Alfredo Bonanno (1937–2023) was an Italian anarchist whose theoretical and practical work defined insurrectionary anarchism as a distinct current. His central argument was organizational: permanent structures — parties, unions, federations with fixed membership — reproduce hierarchy and bureaucracy regardless of their stated purpose. The alternative is informal organization: temporary, task-specific coordination among affinity groups that dissolves when its purpose is achieved.

Core ideas

  • Armed joy: Bonanno’s most influential concept. The experience of freedom in the act of resistance — intensity, joy, the dissolution of the boundary between political action and lived experience — is not a byproduct of struggle but its purpose. A revolution that demands sacrifice and deferred gratification reproduces the logic of domination it claims to oppose. Freedom must be practiced now, in the present, or it is not freedom.
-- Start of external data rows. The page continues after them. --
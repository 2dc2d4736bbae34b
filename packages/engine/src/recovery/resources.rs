//! Resource pressure probes consulted before honoring a retry.

use std::fs;

use serde::{Deserialize, Serialize};

/// One sample of resource usage. `None` means the value is unavailable on
/// this platform and is treated as healthy.
#[derive(Debug, Clone, Copy, Default, PartialEq, Serialize, Deserialize)]
#[serde(rename_all = "camelCase")]
pub struct ResourceSnapshot {
    pub process_memory_ratio: Option<f64>,
    pub system_memory_ratio: Option<f64>,
    pub load_per_cpu: Option<f64>,
}

#[derive(Debug, Clone, Copy, PartialEq, Serialize, Deserialize)]
#[serde(rename_all = "camelCase", default)]
pub struct ResourceLimits {
    pub max_process_memory_ratio: f64,
    pub max_system_memory_ratio: f64,
    pub max_load_per_cpu: f64,
}

impl Default for ResourceLimits {
    fn default() -> Self {
        Self {
            max_process_memory_ratio: 0.8,
            max_system_memory_ratio: 0.9,
            max_load_per_cpu: 2.0,
        }
    }
}

impl ResourceSnapshot {
    pub fn is_healthy(&self, limits: &ResourceLimits) -> bool {
        let within = |value: Option<f64>, max: f64| value.map_or(true, |v| v <= max);
        within(self.process_memory_ratio, limits.max_process_memory_ratio)
            && within(self.system_memory_ratio, limits.max_system_memory_ratio)
            && within(self.load_per_cpu, limits.max_load_per_cpu)
    }
}

pub trait ResourceProbe: Send + Sync {
    fn sample(&self) -> ResourceSnapshot;
}

/// Reads `/proc` on Linux; reports nothing elsewhere.
#[derive(Debug, Default, Clone, Copy)]
pub struct SystemProbe;

impl ResourceProbe for SystemProbe {
    fn sample(&self) -> ResourceSnapshot {
        let meminfo = fs::read_to_string("/proc/meminfo").unwrap_or_default();
        let total_kb = meminfo_field(&meminfo, "MemTotal:");
        let available_kb = meminfo_field(&meminfo, "MemAvailable:");

        let status = fs::read_to_string("/proc/self/status").unwrap_or_default();
        let rss_kb = meminfo_field(&status, "VmRSS:");

        let system_memory_ratio = match (total_kb, available_kb) {
            (Some(total), Some(available)) if total > 0.0 => Some(1.0 - available / total),
            _ => None,
        };
        let process_memory_ratio = match (total_kb, rss_kb) {
            (Some(total), Some(rss)) if total > 0.0 => Some(rss / total),
            _ => None,
        };

        let cpus = std::thread::available_parallelism()
            .map(|n| n.get() as f64)
            .unwrap_or(1.0);
        let load_per_cpu = fs::read_to_string("/proc/loadavg")
            .ok()
            .and_then(|s| s.split_whitespace().next().and_then(|v| v.parse::<f64>().ok()))
            .map(|load| load / cpus);

        ResourceSnapshot {
            process_memory_ratio,
            system_memory_ratio,
            load_per_cpu,
        }
    }
}

fn meminfo_field(text: &str, key: &str) -> Option<f64> {
    text.lines()
        .find(|line| line.starts_with(key))
        .and_then(|line| line[key.len()..].split_whitespace().next())
        .and_then(|value| value.parse::<f64>().ok())
}

/// Always reports the same snapshot.
#[derive(Debug, Default, Clone, Copy)]
pub struct FixedProbe(pub ResourceSnapshot);

impl FixedProbe {
    pub fn healthy() -> Self {
        FixedProbe(ResourceSnapshot::default())
    }

    pub fn under_pressure() -> Self {
        FixedProbe(ResourceSnapshot {
            process_memory_ratio: Some(0.99),
            system_memory_ratio: Some(0.99),
            load_per_cpu: Some(16.0),
        })
    }
}

impl ResourceProbe for FixedProbe {
    fn sample(&self) -> ResourceSnapshot {
        self.0
    }
}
  • Informal organization: The structural alternative to both formal organization (which accumulates hierarchy) and individualism (which cannot coordinate). Affinity groups form around shared projects, coordinate through direct relationship and trust, act, and dissolve. No permanent membership, no officers, no treasury, no program. The form is the content.

  • The insurrectionary project: Not a plan for revolution but a stance toward existing authority: permanent hostility, refusal of negotiation, direct action against structures of domination. The goal is not to build a counter-power but to create ruptures — moments of ungovernable freedom — that demonstrate the fragility of the existing order and the possibility of living otherwise.

  • Critique of the movement: Bonanno was sharply critical of anarchism-as-identity — the subculture, the organizations, the conferences, the bookfairs. These, he argued, become comfortable substitutes for actual resistance. The anarchist movement can become its own form of recuperation: radical aesthetics without radical practice.

Significance for this research

Bonanno’s work poses the organizational question that underlies this school’s analysis: does any permanent structure inevitably reproduce hierarchy? His answer — yes, and therefore organize informally — is contested within anarchism (particularly by anarcho-syndicalists who insist durable organization is necessary). But the question itself is indispensable. It forces every anarchist organizational form to justify itself against the charge that it reproduces what it opposes.

Key texts

  • The Armed Joy (1977)
  • From Riot to Insurrection (1988)
  • The Insurrectional Project (1999)
  • Let’s Destroy Work, Let’s Destroy the Economy (1995)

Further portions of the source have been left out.